How to convert a string to a dictionary:
# 字典推导式
cookies="anonymid=j3jxk555-nrn0wh; _r01_=1; _ga=GA1.2.1274811859.1497951251; _de=BF09EE3A28DED52E6B65F6A4705D973F1383380866D39FF5; [email protected]; depovince=BJ; jebecookies=54f5d0fd-9299-4bb4-801c-eefa4fd3012b|||||; JSESSIONID=abcI6TfWH4N4t_aWJnvdw; ick_login=4be198ce-1f9c-4eab-971d-48abfda70a50; p=0cbee3304bce1ede82a56e901916d0949; first_login_flag=1; ln_hurl=http://hdn.xnimg.cn/photos/hdn421/20171230/1635/main_JQzq_ae7b0000a8791986.jpg; t=79bdd322e760beae79c0b511b8c92a6b9; societyguester=79bdd322e760beae79c0b511b8c92a6b9; id=327550029; xnsid=2ac9a5d8; loginfrom=syshome; ch_id=10016; wp_fold=0"
cookies = {
i.split("=")[0]:i.split("=")[1] for i in cookies.split("; ")}
#字典是无序的
# 列表推导式
self.url_temp = "https://tieba.baidu.com/f?kw=" + tieba_name + "&ie=utf-8&pn={}"
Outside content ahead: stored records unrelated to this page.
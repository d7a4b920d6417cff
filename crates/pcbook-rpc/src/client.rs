// crates/pcbook-rpc/src/client.rs
//
// Client-side call wrapper.
//
// `TokenRefresher` logs in once, then keeps a `SharedToken` fresh from a
// background task. `AuthChannel` wraps a transport channel and attaches the
// current token to every call whose method requires authentication.

use std::collections::HashSet;
use std::path::Path;
use std::sync::{Arc, RwLock};
use std::task::{Context, Poll};
use std::time::Duration;

use async_trait::async_trait;
use http::header::HeaderValue;
use thiserror::Error;
use tokio::task::JoinHandle;
use tonic::transport::{Certificate, Channel, ClientTlsConfig};
use tonic::Status;
use tower_service::Service;
use tracing::{debug, info, warn};

use crate::middleware::AUTHORIZATION;
use crate::proto::{AuthServiceClient, LoginRequest};

/// Errors raised while setting up a client connection.
#[derive(Debug, Error)]
pub enum ClientError {
    #[error("invalid server address: {0}")]
    InvalidUri(#[from] http::uri::InvalidUri),

    #[error("transport error: {0}")]
    Transport(#[from] tonic::transport::Error),

    #[error("cannot read CA certificate: {0}")]
    Io(#[from] std::io::Error),

    #[error("RPC failed: {0}")]
    Status(#[from] Status),

    #[error("invalid client configuration: {0}")]
    Config(String),
}

/// Open a channel to `server` (`host:port` or a full URL). When a CA
/// certificate is given the connection uses TLS and verifies the server
/// against it.
pub async fn connect(server: &str, ca_cert: Option<&Path>) -> Result<Channel, ClientError> {
    let url = if server.contains("://") {
        server.to_string()
    } else if ca_cert.is_some() {
        format!("https://{}", server)
    } else {
        format!("http://{}", server)
    };

    let mut endpoint = Channel::from_shared(url)?;
    if let Some(ca_path) = ca_cert {
        let pem = tokio::fs::read(ca_path).await?;
        endpoint = endpoint.tls_config(ClientTlsConfig::new().ca_certificate(Certificate::from_pem(pem)))?;
    }

    Ok(endpoint.connect().await?)
}

// ---------------------------------------------------------------------------
// AuthClient
// ---------------------------------------------------------------------------

/// Logs in to the AuthService with fixed credentials.
#[derive(Clone)]
pub struct AuthClient {
    client: AuthServiceClient<Channel>,
    username: String,
    password: String,
}

impl std::fmt::Debug for AuthClient {
    fn fmt(&self, f: &mut std::fmt::Formatter<'_>) -> std::fmt::Result {
        f.debug_struct("AuthClient")
            .field("username", &self.username)
            .finish()
    }
}

impl AuthClient {
    pub fn new(channel: Channel, username: &str, password: &str) -> Self {
        Self {
            client: AuthServiceClient::new(channel),
            username: username.to_string(),
            password: password.to_string(),
        }
    }

    /// Log in and return a fresh access token.
    pub async fn login(&self) -> Result<String, Status> {
        let mut client = self.client.clone();
        let response = client
            .login(LoginRequest {
                username: self.username.clone(),
                password: self.password.clone(),
            })
            .await?;
        Ok(response.into_inner().access_token)
    }
}

/// Anything that can obtain a fresh access token.
#[async_trait]
pub trait TokenSource: Send + Sync + 'static {
    async fn fetch_token(&self) -> Result<String, Status>;
}

#[async_trait]
impl TokenSource for AuthClient {
    async fn fetch_token(&self) -> Result<String, Status> {
        self.login().await
    }
}

// ---------------------------------------------------------------------------
// SharedToken + TokenRefresher
// ---------------------------------------------------------------------------

/// The current access token, readable from any clone.
#[derive(Debug, Clone, Default)]
pub struct SharedToken(Arc<RwLock<String>>);

impl SharedToken {
    pub fn new(token: String) -> Self {
        Self(Arc::new(RwLock::new(token)))
    }

    pub fn get(&self) -> String {
        // A String is never left half-written, so a poisoned lock is still
        // safe to read.
        match self.0.read() {
            Ok(token) => token.clone(),
            Err(poisoned) => poisoned.into_inner().clone(),
        }
    }

    fn set(&self, token: String) {
        match self.0.write() {
            Ok(mut current) => *current = token,
            Err(poisoned) => *poisoned.into_inner() = token,
        }
    }
}

/// Owns the background task that keeps a `SharedToken` fresh. Dropping the
/// refresher stops the task.
#[derive(Debug)]
pub struct TokenRefresher {
    token: SharedToken,
    task: JoinHandle<()>,
}

impl TokenRefresher {
    /// Log in once, then log in again every `refresh_interval`.
    ///
    /// The initial login must succeed. Later failures keep the previous
    /// token and are logged.
    pub async fn start<A: TokenSource>(
        auth: A,
        refresh_interval: Duration,
    ) -> Result<Self, ClientError> {
        if refresh_interval.is_zero() {
            return Err(ClientError::Config(
                "token refresh interval must be positive".to_string(),
            ));
        }

        let token = SharedToken::new(auth.fetch_token().await?);
        info!("Obtained access token, refreshing every {:?}", refresh_interval);

        let task = tokio::spawn(run_refresh_loop(auth, token.clone(), refresh_interval));
        Ok(Self { token, task })
    }

    pub fn token(&self) -> SharedToken {
        self.token.clone()
    }
}

impl Drop for TokenRefresher {
    fn drop(&mut self) {
        self.task.abort();
    }
}

/// Sole writer of the shared token.
async fn run_refresh_loop<A: TokenSource>(auth: A, token: SharedToken, refresh_interval: Duration) {
    let start = tokio::time::Instant::now() + refresh_interval;
    let mut interval = tokio::time::interval_at(start, refresh_interval);

    loop {
        interval.tick().await;

        match auth.fetch_token().await {
            Ok(fresh) => {
                token.set(fresh);
                debug!("Access token refreshed");
            }
            Err(status) => warn!("Cannot refresh access token: {}", status.message()),
        }
    }
}

// ---------------------------------------------------------------------------
// AuthChannel
// ---------------------------------------------------------------------------

/// Transport wrapper attaching the current token to protected calls.
///
/// Calls to methods outside the configured set pass through unmodified.
#[derive(Debug, Clone)]
pub struct AuthChannel<S = Channel> {
    inner: S,
    token: SharedToken,
    methods: Arc<HashSet<String>>,
}

impl<S> AuthChannel<S> {
    pub fn new<I, M>(inner: S, token: SharedToken, methods: I) -> Self
    where
        I: IntoIterator<Item = M>,
        M: Into<String>,
    {
        Self {
            inner,
            token,
            methods: Arc::new(methods.into_iter().map(Into::into).collect()),
        }
    }
}

impl<S, B> Service<http::Request<B>> for AuthChannel<S>
where
    S: Service<http::Request<B>>,
{
    type Response = S::Response;
    type Error = S::Error;
    type Future = S::Future;

    fn poll_ready(&mut self, cx: &mut Context<'_>) -> Poll<Result<(), Self::Error>> {
        self.inner.poll_ready(cx)
    }

    fn call(&mut self, mut req: http::Request<B>) -> Self::Future {
        if self.methods.contains(req.uri().path()) {
            match HeaderValue::from_str(&self.token.get()) {
                Ok(value) => {
                    req.headers_mut().insert(AUTHORIZATION, value);
                }
                Err(e) => warn!("Access token is not a valid header value: {}", e),
            }
        }
        self.inner.call(req)
    }
}

#[cfg(test)]
mod tests {
    use super::*;
    use std::convert::Infallible;
    use std::future::{ready, Ready};
    use std::sync::atomic::{AtomicBool, AtomicUsize, Ordering};

    /// Inner service that reports the authorization header it saw.
    #[derive(Clone)]
    struct Echo;

    impl Service<http::Request<()>> for Echo {
        type Response = Option<String>;
        type Error = Infallible;
        type Future = Ready<Result<Self::Response, Self::Error>>;

        fn poll_ready(&mut self, _cx: &mut Context<'_>) -> Poll<Result<(), Self::Error>> {
            Poll::Ready(Ok(()))
        }

        fn call(&mut self, req: http::Request<()>) -> Self::Future {
            let header = req
                .headers()
                .get(AUTHORIZATION)
                .and_then(|v| v.to_str().ok())
                .map(str::to_string);
            ready(Ok(header))
        }
    }

    fn request(path: &str) -> http::Request<()> {
        http::Request::builder().uri(path).body(()).unwrap()
    }

    #[tokio::test]
    async fn test_token_attached_only_to_protected_methods() {
        let token = SharedToken::new("t1".to_string());
        let mut channel = AuthChannel::new(Echo, token.clone(), ["/svc/Create"]);

        let seen = channel.call(request("/svc/Create")).await.unwrap();
        assert_eq!(seen.as_deref(), Some("t1"));

        let seen = channel.call(request("/svc/Search")).await.unwrap();
        assert!(seen.is_none());
    }

    #[tokio::test]
    async fn test_channel_sees_refreshed_token() {
        let token = SharedToken::new("old".to_string());
        let mut channel = AuthChannel::new(Echo, token.clone(), ["/svc/Create"]);

        token.set("new".to_string());
        let seen = channel.call(request("/svc/Create")).await.unwrap();
        assert_eq!(seen.as_deref(), Some("new"));
    }

    #[test]
    fn test_shared_token_clones_share_state() {
        let token = SharedToken::new("a".to_string());
        let clone = token.clone();
        token.set("b".to_string());
        assert_eq!(clone.get(), "b");
    }

    /// Hands out `token-0`, `token-1`, ... and fails while `down` is set.
    struct CountingSource {
        issued: AtomicUsize,
        down: Arc<AtomicBool>,
    }

    impl CountingSource {
        fn new(down: Arc<AtomicBool>) -> Self {
            Self {
                issued: AtomicUsize::new(0),
                down,
            }
        }
    }

    #[async_trait]
    impl TokenSource for CountingSource {
        async fn fetch_token(&self) -> Result<String, Status> {
            if self.down.load(Ordering::SeqCst) {
                return Err(Status::unavailable("auth server is down"));
            }
            let n = self.issued.fetch_add(1, Ordering::SeqCst);
            Ok(format!("token-{}", n))
        }
    }

    #[tokio::test(start_paused = true)]
    async fn test_refresher_replaces_token_every_interval() {
        let down = Arc::new(AtomicBool::new(false));
        let refresher = TokenRefresher::start(CountingSource::new(down), Duration::from_secs(30))
            .await
            .unwrap();
        let token = refresher.token();
        assert_eq!(token.get(), "token-0");

        tokio::time::sleep(Duration::from_secs(20)).await;
        assert_eq!(token.get(), "token-0");

        tokio::time::sleep(Duration::from_secs(11)).await;
        assert_eq!(token.get(), "token-1");

        tokio::time::sleep(Duration::from_secs(30)).await;
        assert_eq!(token.get(), "token-2");
    }

    #[tokio::test(start_paused = true)]
    async fn test_failed_refresh_keeps_last_token() {
        let down = Arc::new(AtomicBool::new(false));
        let refresher =
            TokenRefresher::start(CountingSource::new(down.clone()), Duration::from_secs(30))
                .await
                .unwrap();
        let token = refresher.token();

        tokio::time::sleep(Duration::from_secs(31)).await;
        assert_eq!(token.get(), "token-1");

        down.store(true, Ordering::SeqCst);
        tokio::time::sleep(Duration::from_secs(60)).await;
        assert_eq!(token.get(), "token-1");

        down.store(false, Ordering::SeqCst);
        tokio::time::sleep(Duration::from_secs(30)).await;
        assert_eq!(token.get(), "token-2");
    }

    #[tokio::test(start_paused = true)]
    async fn test_initial_fetch_failure_is_returned() {
        let down = Arc::new(AtomicBool::new(true));
        let err = TokenRefresher::start(CountingSource::new(down), Duration::from_secs(30))
            .await
            .unwrap_err();
        assert!(matches!(err, ClientError::Status(_)));
    }

    #[tokio::test(start_paused = true)]
    async fn test_dropping_refresher_stops_refreshes() {
        let down = Arc::new(AtomicBool::new(false));
        let refresher = TokenRefresher::start(CountingSource::new(down), Duration::from_secs(30))
            .await
            .unwrap();
        let token = refresher.token();
        drop(refresher);

        tokio::time::sleep(Duration::from_secs(120)).await;
        assert_eq!(token.get(), "token-0");
    }
}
return [self.url_temp.format(i * 50) for i in range(1000)]
requests usage:
tips:response.text 对象中,名词一般是属性,动词一般是方法,需要加括号
byte型数据(字符串前面加b'的),解码时用decode:
例:b'<!DOCTYPE html>\.... </html>\r\n'
response.content.decode()
# requests中解决编解码的方法
response.content.decode()
response.content.decode("gbk")
response.text
import json
json.loads(response.content.decode())
Data extraction method
json data extraction
- The strings in json are all enclosed in double quotes
- If not double quotes
- eval: can realize simple string and python type conversion
- replace: replace single quotes with double quotes
- If not double quotes
json.loads()和json.dump()
html_str = parse_url(url)
# json.loads把json字符串转化为python类型(字典)
ret1 = json.loads(html_str)
# json.dumps能够把python类型转化为json字符串
# ensure_ascii=False设置编码, indent=4设置换行缩进,都是为了使数据看起来更美观
# encoding="utf-8" 也是必要的
with open("douban.json","w",encoding="utf-8") as f:
f.write(json.dumps(ret1, ensure_ascii=False, indent=4))
Regular expression
常用正则表达式的方法:
re.compile(编译)
pattern.match(从头找一个)
pattern.search(找一个)
pattern.findall(找所有)
pattern.sub(替换)
Use attention points:
re.findall("a(*?)b","str")
, Can return the content in the brackets, the content before and after the brackets plays the role of positioning and filtering- The original string r, when there is a backslash in the string to be matched, using r can ignore the escape effect brought by the backslash
- The dot does not match by default\n
\s
Able to match blank strings, not only containing spaces, but also\t \r \n
Xpath learning
- Using xpath helper or copy xpath in chrome is the data extracted from the element, but the crawler gets the response corresponding to the url, which is often different from the elements
- Get text
a/text()
Get the text under aa//text()
Get the text contained in all tags under a//a[text()='下一页']
Choose based on text
- Get attributes
@符号
- /html/head/link/
//ul[@id="detail-list"]
//
- At the beginning of xpath, it means to select from any position in the current html
li//a
Indicates any label under li (if you use /, you need to choose one level and one level, which is more complicated)
示例:
//ul[@id="detail-list"]/li/a[@class='image share-url']/@href
# /@href 用于获取标签中的网页链接
Use xpath in the code
Need to use lxml library
- Getting started:
- Import lxml of etree library
from lxml import etree - Use etree.HTML to convert a string into an Element object
- Element object has xpath method
html = etree.HTML(text)
- Import lxml of etree library
from lxml import etree
text = ''' <div> <ul>
<li class="item-1"><a>first item</a></li>
<li class="item-1"><a href="link2.html">second item</a></li>
<li class="item-inactive"><a href="link3.html">third item</a></li>
<li class="item-1"><a href="link4.html">fourth item</a></li>
<li class="item-0"><a href="link5.html">fifth item</a>
</ul> </div> '''
html = etree.HTML(text)
print(html)
#查看element对象中包含的字符串
print(etree.tostring(html).decode())
#获取class为item-1 li下的a的herf
ret1 = html.xpath("//li[@class='item-1']/a/@href")
#获取class为item-1 li下的a的文本
ret2 = html.xpath("//li[@class='item-1']/a/text()")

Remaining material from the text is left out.